Task details:
Only the lines of the data holding the string "Self" need to be returned.

Recorded data:
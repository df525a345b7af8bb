// Copyright (c) 2026 bad-antics
// Licensed under the MIT License. See LICENSE file in the project root.
// https://github.com/bad-antics/nemi-rs

//! Error types

use thiserror::Error;

/// Errors surfaced by the NEMI engine
#[derive(Debug, Error)]
pub enum NemiError {
    /// Configuration could not be parsed or serialized
    #[error("configuration error: {0}")]
    Config(String),

    /// Filesystem failure while reading or writing configuration
    #[error("i/o error: {0}")]
    Io(#[from] std::io::Error),

    /// Camera could not be opened or permission was denied
    #[error("unable to access camera: {0}")]
    CameraUnavailable(String),

    /// Placeholder inference model failed to build
    #[error("model initialization failed: {0}")]
    ModelInit(String),

    /// View payload could not be encoded for the store
    #[error("serialization error: {0}")]
    Serialization(#[from] serde_json::Error),

    /// Temporal scale key outside the five fixed scales
    #[error("unknown temporal scale '{0}'")]
    InvalidScale(String),
}

impl From<toml::de::Error> for NemiError {
    fn from(e: toml::de::Error) -> Self {
        NemiError::Config(e.to_string())
    }
}

impl From<toml::ser::Error> for NemiError {
    fn from(e: toml::ser::Error) -> Self {
        NemiError::Config(e.to_string())
    }
}

/// Result alias used across the crate
pub type Result<T> = std::result::Result<T, NemiError>;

Answer section:
    fn from(e: toml::de::Error) -> Self {
    fn from(e: toml::ser::Error) -> Self {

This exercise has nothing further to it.